*** Information ***

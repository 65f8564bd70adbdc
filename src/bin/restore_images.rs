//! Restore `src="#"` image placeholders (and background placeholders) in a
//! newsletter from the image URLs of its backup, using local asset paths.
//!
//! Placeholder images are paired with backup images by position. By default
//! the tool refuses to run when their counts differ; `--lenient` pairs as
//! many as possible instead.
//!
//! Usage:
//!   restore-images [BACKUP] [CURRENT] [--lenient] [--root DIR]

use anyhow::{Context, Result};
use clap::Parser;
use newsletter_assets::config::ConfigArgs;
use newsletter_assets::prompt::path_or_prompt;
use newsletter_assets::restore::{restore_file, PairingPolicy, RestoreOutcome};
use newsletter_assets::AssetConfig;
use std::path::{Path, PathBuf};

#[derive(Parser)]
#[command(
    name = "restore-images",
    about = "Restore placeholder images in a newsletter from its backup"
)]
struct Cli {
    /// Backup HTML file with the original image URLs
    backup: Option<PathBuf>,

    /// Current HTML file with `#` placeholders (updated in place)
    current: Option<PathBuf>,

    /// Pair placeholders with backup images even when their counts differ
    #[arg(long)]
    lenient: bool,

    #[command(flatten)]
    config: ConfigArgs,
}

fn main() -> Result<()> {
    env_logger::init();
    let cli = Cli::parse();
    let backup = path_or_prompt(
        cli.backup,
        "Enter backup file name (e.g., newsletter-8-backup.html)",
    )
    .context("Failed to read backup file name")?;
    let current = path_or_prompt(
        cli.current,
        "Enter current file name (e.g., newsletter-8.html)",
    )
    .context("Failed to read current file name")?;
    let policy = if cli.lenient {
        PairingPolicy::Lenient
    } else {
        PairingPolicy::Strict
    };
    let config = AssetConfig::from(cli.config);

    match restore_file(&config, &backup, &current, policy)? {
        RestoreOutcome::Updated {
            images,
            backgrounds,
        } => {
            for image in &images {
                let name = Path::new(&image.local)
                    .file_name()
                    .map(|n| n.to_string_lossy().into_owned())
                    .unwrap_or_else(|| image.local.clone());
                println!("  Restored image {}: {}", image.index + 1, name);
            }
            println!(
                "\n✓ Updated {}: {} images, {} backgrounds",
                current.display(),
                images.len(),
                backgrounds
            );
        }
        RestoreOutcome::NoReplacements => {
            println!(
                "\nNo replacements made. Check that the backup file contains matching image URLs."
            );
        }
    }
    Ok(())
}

*** End of Information ***

■ Task goal ■
Repeat the data word for word, leaving out no line.

■ Result of this task ■
repository 65f8564bd70adbdc
filename src/bin/restore_images.rs
//! Restore `src="#"` image placeholders (and background placeholders) in a
//! newsletter from the image URLs of its backup, using local asset paths.
//!
//! Placeholder images are paired with backup images by position. By default
//! the tool refuses to run when their counts differ; `--lenient` pairs as
//! many as possible instead.
//!
//! Usage:
//!   restore-images [BACKUP] [CURRENT] [--lenient] [--root DIR]

use anyhow::{Context, Result};
use clap::Parser;
use newsletter_assets::config::ConfigArgs;
use newsletter_assets::prompt::path_or_prompt;
use newsletter_assets::restore::{restore_file, PairingPolicy, RestoreOutcome};
use newsletter_assets::AssetConfig;
use std::path::{Path, PathBuf};

#[derive(Parser)]
#[command(
    name = "restore-images",
    about = "Restore placeholder images in a newsletter from its backup"
)]
struct Cli {
    /// Backup HTML file with the original image URLs
    backup: Option<PathBuf>,

    /// Current HTML file with `#` placeholders (updated in place)
    current: Option<PathBuf>,

    /// Pair placeholders with backup images even when their counts differ
    #[arg(long)]
    lenient: bool,

    #[command(flatten)]
    config: ConfigArgs,
}

fn main() -> Result<()> {
    env_logger::init();
    let cli = Cli::parse();
    let backup = path_or_prompt(
        cli.backup,
        "Enter backup file name (e.g., newsletter-8-backup.html)",
    )
    .context("Failed to read backup file name")?;
    let current = path_or_prompt(
        cli.current,
        "Enter current file name (e.g., newsletter-8.html)",
    )
    .context("Failed to read current file name")?;
    let policy = if cli.lenient {
        PairingPolicy::Lenient
    } else {
        PairingPolicy::Strict
    };
    let config = AssetConfig::from(cli.config);

    match restore_file(&config, &backup, &current, policy)? {
        RestoreOutcome::Updated {
            images,
            backgrounds,
        } => {
            for image in &images {
                let name = Path::new(&image.local)
                    .file_name()
                    .map(|n| n.to_string_lossy().into_owned())
                    .unwrap_or_else(|| image.local.clone());
                println!("  Restored image {}: {}", image.index + 1, name);
            }
            println!(
                "\n✓ Updated {}: {} images, {} backgrounds",
                current.display(),
                images.len(),
                backgrounds
            );
        }
        RestoreOutcome::NoReplacements => {
            println!(
                "\nNo replacements made. Check that the backup file contains matching image URLs."
            );
        }
    }
    Ok(())
}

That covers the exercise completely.